Records for the exercise:

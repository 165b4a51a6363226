use metrics_exporter_prometheus::PrometheusHandle;
use std::collections::HashMap;
use std::env;
use std::sync::atomic::AtomicBool;
use std::sync::{Arc, Mutex};

use demand_intel::access::{AccessPolicy, AdminRole, ViewGate};
use demand_intel::config::AccessConfig;
use demand_intel::intelligence::{
    DecisionAction, DecisionSettings, DemandSignal, DirectoryError, RepositoryError,
    RequirementId, RequirementRecord, SettingsStore, SignalId, SignalQuery, SignalRepository,
    SupplierAvailability, SupplierDirectory,
};

#[derive(Clone)]
pub(crate) struct AppState {
    pub(crate) readiness: Arc<AtomicBool>,
    pub(crate) metrics: Arc<PrometheusHandle>,
    pub(crate) view_gate: Arc<ViewGate>,
}

/// Build the management-view gate with role secrets taken from the
/// environment (with demo defaults for local runs).
pub(crate) fn view_gate(config: &AccessConfig) -> ViewGate {
    let mut gate = ViewGate::new(AccessPolicy::new(config.view_session_ttl_minutes));
    let pin = env::var("APP_VIEW_PIN").unwrap_or_else(|_| "2468".to_string());
    let password =
        env::var("APP_VIEW_PASSWORD").unwrap_or_else(|_| "change-me-before-prod".to_string());
    gate.register(AdminRole::Analyst, pin.clone());
    gate.register(AdminRole::Operations, pin);
    gate.register(AdminRole::SuperAdmin, password);
    gate
}

#[derive(Default)]
struct SignalTables {
    signals: HashMap<SignalId, DemandSignal>,
    requirements: HashMap<RequirementId, RequirementRecord>,
}

/// In-memory stand-in for the relational store. One mutex spans the signal
/// and requirement tables so conditional writes observe a consistent view.
#[derive(Default, Clone)]
pub(crate) struct InMemorySignalRepository {
    tables: Arc<Mutex<SignalTables>>,
}

impl SignalRepository for InMemorySignalRepository {
    fn insert(&self, signal: DemandSignal) -> Result<DemandSignal, RepositoryError> {
        let mut tables = self.tables.lock().expect("repository mutex poisoned");
        if tables.signals.contains_key(&signal.id) {
            return Err(RepositoryError::Conflict);
        }
        tables.signals.insert(signal.id.clone(), signal.clone());
        Ok(signal)
    }

    fn fetch(&self, id: &SignalId) -> Result<Option<DemandSignal>, RepositoryError> {
        let tables = self.tables.lock().expect("repository mutex poisoned");
        Ok(tables.signals.get(id).cloned())
    }

    fn list(&self, query: &SignalQuery) -> Result<Vec<DemandSignal>, RepositoryError> {
        let tables = self.tables.lock().expect("repository mutex poisoned");
        Ok(tables
            .signals
            .values()
            .filter(|signal| query.matches(signal))
            .cloned()
            .collect())
    }

    fn set_action(
        &self,
        id: &SignalId,
        from: DecisionAction,
        to: DecisionAction,
    ) -> Result<(), RepositoryError> {
        let mut tables = self.tables.lock().expect("repository mutex poisoned");
        let signal = tables.signals.get_mut(id).ok_or(RepositoryError::NotFound)?;
        if signal.decision_action != from {
            return Err(RepositoryError::Conflict);
        }
        signal.decision_action = to;
        Ok(())
    }

    fn link_requirement(
        &self,
        id: &SignalId,
        requirement: RequirementRecord,
    ) -> Result<RequirementRecord, RepositoryError> {
        let mut tables = self.tables.lock().expect("repository mutex poisoned");
        let signal = tables.signals.get(id).ok_or(RepositoryError::NotFound)?;
        if signal.converted_to_rfq_id.is_some()
            || !matches!(
                signal.decision_action,
                DecisionAction::AdminReview | DecisionAction::AutoRfq
            )
        {
            return Err(RepositoryError::Conflict);
        }

        let requirement_id = requirement.id.clone();
        tables
            .requirements
            .insert(requirement_id.clone(), requirement.clone());
        let signal = tables
            .signals
            .get_mut(id)
            .ok_or(RepositoryError::NotFound)?;
        signal.converted_to_rfq_id = Some(requirement_id);
        signal.decision_action = DecisionAction::AutoRfq;
        Ok(requirement)
    }

    fn fetch_requirement(
        &self,
        id: &RequirementId,
    ) -> Result<Option<RequirementRecord>, RepositoryError> {
        let tables = self.tables.lock().expect("repository mutex poisoned");
        Ok(tables.requirements.get(id).cloned())
    }
}

/// Settings singleton backed by a mutex. Starts from the centralized
/// defaults.
#[derive(Clone)]
pub(crate) struct InMemorySettingsStore {
    settings: Arc<Mutex<DecisionSettings>>,
}

impl Default for InMemorySettingsStore {
    fn default() -> Self {
        Self {
            settings: Arc::new(Mutex::new(DecisionSettings::default())),
        }
    }
}

impl SettingsStore for InMemorySettingsStore {
    fn load(&self) -> Result<DecisionSettings, RepositoryError> {
        let guard = self.settings.lock().expect("settings mutex poisoned");
        Ok(guard.clone())
    }

    fn save(&self, settings: DecisionSettings) -> Result<(), RepositoryError> {
        let mut guard = self.settings.lock().expect("settings mutex poisoned");
        *guard = settings;
        Ok(())
    }
}

/// Static supplier-availability table keyed by (category, country), with a
/// fallback row for unknown markets.
#[derive(Clone)]
pub(crate) struct StaticSupplierDirectory {
    rows: Arc<HashMap<(String, String), SupplierAvailability>>,
    fallback: SupplierAvailability,
}

impl StaticSupplierDirectory {
    pub(crate) fn with_rows(
        rows: impl IntoIterator<Item = ((String, String), SupplierAvailability)>,
        fallback: SupplierAvailability,
    ) -> Self {
        let rows = rows
            .into_iter()
            .map(|((category, country), availability)| {
                (
                    (category.to_ascii_lowercase(), country.to_ascii_lowercase()),
                    availability,
                )
            })
            .collect();
        Self {
            rows: Arc::new(rows),
            fallback,
        }
    }
}

impl Default for StaticSupplierDirectory {
    fn default() -> Self {
        Self::with_rows(
            [],
            SupplierAvailability {
                matching_count: 0,
                best_match_score: None,
                avg_match_score: None,
            },
        )
    }
}

impl SupplierDirectory for StaticSupplierDirectory {
    fn availability(
        &self,
        category: &str,
        _subcategory: Option<&str>,
        country: &str,
    ) -> Result<SupplierAvailability, DirectoryError> {
        let key = (category.to_ascii_lowercase(), country.to_ascii_lowercase());
        Ok(self.rows.get(&key).copied().unwrap_or(self.fallback))
    }
}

What you need to do: Write out the entries in full, exactly as given.

Output:
repository 165b4a51a6363226
use metrics_exporter_prometheus::PrometheusHandle;
use std::collections::HashMap;
use std::env;
use std::sync::atomic::AtomicBool;
use std::sync::{Arc, Mutex};

use demand_intel::access::{AccessPolicy, AdminRole, ViewGate};
use demand_intel::config::AccessConfig;
use demand_intel::intelligence::{
    DecisionAction, DecisionSettings, DemandSignal, DirectoryError, RepositoryError,
    RequirementId, RequirementRecord, SettingsStore, SignalId, SignalQuery, SignalRepository,
    SupplierAvailability, SupplierDirectory,
};

#[derive(Clone)]
pub(crate) struct AppState {
    pub(crate) readiness: Arc<AtomicBool>,
    pub(crate) metrics: Arc<PrometheusHandle>,
    pub(crate) view_gate: Arc<ViewGate>,
}

/// Build the management-view gate with role secrets taken from the
/// environment (with demo defaults for local runs).
pub(crate) fn view_gate(config: &AccessConfig) -> ViewGate {
    let mut gate = ViewGate::new(AccessPolicy::new(config.view_session_ttl_minutes));
    let pin = env::var("APP_VIEW_PIN").unwrap_or_else(|_| "2468".to_string());
    let password =
        env::var("APP_VIEW_PASSWORD").unwrap_or_else(|_| "change-me-before-prod".to_string());
    gate.register(AdminRole::Analyst, pin.clone());
    gate.register(AdminRole::Operations, pin);
    gate.register(AdminRole::SuperAdmin, password);
    gate
}

#[derive(Default)]
struct SignalTables {
    signals: HashMap<SignalId, DemandSignal>,
    requirements: HashMap<RequirementId, RequirementRecord>,
}

/// In-memory stand-in for the relational store. One mutex spans the signal
/// and requirement tables so conditional writes observe a consistent view.
#[derive(Default, Clone)]
pub(crate) struct InMemorySignalRepository {
    tables: Arc<Mutex<SignalTables>>,
}

impl SignalRepository for InMemorySignalRepository {
    fn insert(&self, signal: DemandSignal) -> Result<DemandSignal, RepositoryError> {
        let mut tables = self.tables.lock().expect("repository mutex poisoned");
        if tables.signals.contains_key(&signal.id) {
            return Err(RepositoryError::Conflict);
        }
        tables.signals.insert(signal.id.clone(), signal.clone());
        Ok(signal)
    }

    fn fetch(&self, id: &SignalId) -> Result<Option<DemandSignal>, RepositoryError> {
        let tables = self.tables.lock().expect("repository mutex poisoned");
        Ok(tables.signals.get(id).cloned())
    }

    fn list(&self, query: &SignalQuery) -> Result<Vec<DemandSignal>, RepositoryError> {
        let tables = self.tables.lock().expect("repository mutex poisoned");
        Ok(tables
            .signals
            .values()
            .filter(|signal| query.matches(signal))
            .cloned()
            .collect())
    }

    fn set_action(
        &self,
        id: &SignalId,
        from: DecisionAction,
        to: DecisionAction,
    ) -> Result<(), RepositoryError> {
        let mut tables = self.tables.lock().expect("repository mutex poisoned");
        let signal = tables.signals.get_mut(id).ok_or(RepositoryError::NotFound)?;
        if signal.decision_action != from {
            return Err(RepositoryError::Conflict);
        }
        signal.decision_action = to;
        Ok(())
    }

    fn link_requirement(
        &self,
        id: &SignalId,
        requirement: RequirementRecord,
    ) -> Result<RequirementRecord, RepositoryError> {
        let mut tables = self.tables.lock().expect("repository mutex poisoned");
        let signal = tables.signals.get(id).ok_or(RepositoryError::NotFound)?;
        if signal.converted_to_rfq_id.is_some()
            || !matches!(
                signal.decision_action,
                DecisionAction::AdminReview | DecisionAction::AutoRfq
            )
        {
            return Err(RepositoryError::Conflict);
        }

        let requirement_id = requirement.id.clone();
        tables
            .requirements
            .insert(requirement_id.clone(), requirement.clone());
        let signal = tables
            .signals
            .get_mut(id)
            .ok_or(RepositoryError::NotFound)?;
        signal.converted_to_rfq_id = Some(requirement_id);
        signal.decision_action = DecisionAction::AutoRfq;
        Ok(requirement)
    }

    fn fetch_requirement(
        &self,
        id: &RequirementId,
    ) -> Result<Option<RequirementRecord>, RepositoryError> {
        let tables = self.tables.lock().expect("repository mutex poisoned");
        Ok(tables.requirements.get(id).cloned())
    }
}

/// Settings singleton backed by a mutex. Starts from the centralized
/// defaults.
#[derive(Clone)]
pub(crate) struct InMemorySettingsStore {
    settings: Arc<Mutex<DecisionSettings>>,
}

impl Default for InMemorySettingsStore {
    fn default() -> Self {
        Self {
            settings: Arc::new(Mutex::new(DecisionSettings::default())),
        }
    }
}

impl SettingsStore for InMemorySettingsStore {
    fn load(&self) -> Result<DecisionSettings, RepositoryError> {
        let guard = self.settings.lock().expect("settings mutex poisoned");
        Ok(guard.clone())
    }

    fn save(&self, settings: DecisionSettings) -> Result<(), RepositoryError> {
        let mut guard = self.settings.lock().expect("settings mutex poisoned");
        *guard = settings;
        Ok(())
    }
}

/// Static supplier-availability table keyed by (category, country), with a
/// fallback row for unknown markets.
#[derive(Clone)]
pub(crate) struct StaticSupplierDirectory {
    rows: Arc<HashMap<(String, String), SupplierAvailability>>,
    fallback: SupplierAvailability,
}

impl StaticSupplierDirectory {
    pub(crate) fn with_rows(
        rows: impl IntoIterator<Item = ((String, String), SupplierAvailability)>,
        fallback: SupplierAvailability,
    ) -> Self {
        let rows = rows
            .into_iter()
            .map(|((category, country), availability)| {
                (
                    (category.to_ascii_lowercase(), country.to_ascii_lowercase()),
                    availability,
                )
            })
            .collect();
        Self {
            rows: Arc::new(rows),
            fallback,
        }
    }
}

impl Default for StaticSupplierDirectory {
    fn default() -> Self {
        Self::with_rows(
            [],
            SupplierAvailability {
                matching_count: 0,
                best_match_score: None,
                avg_match_score: None,
            },
        )
    }
}

impl SupplierDirectory for StaticSupplierDirectory {
    fn availability(
        &self,
        category: &str,
        _subcategory: Option<&str>,
        country: &str,
    ) -> Result<SupplierAvailability, DirectoryError> {
        let key = (category.to_ascii_lowercase(), country.to_ascii_lowercase());
        Ok(self.rows.get(&key).copied().unwrap_or(self.fallback))
    }
}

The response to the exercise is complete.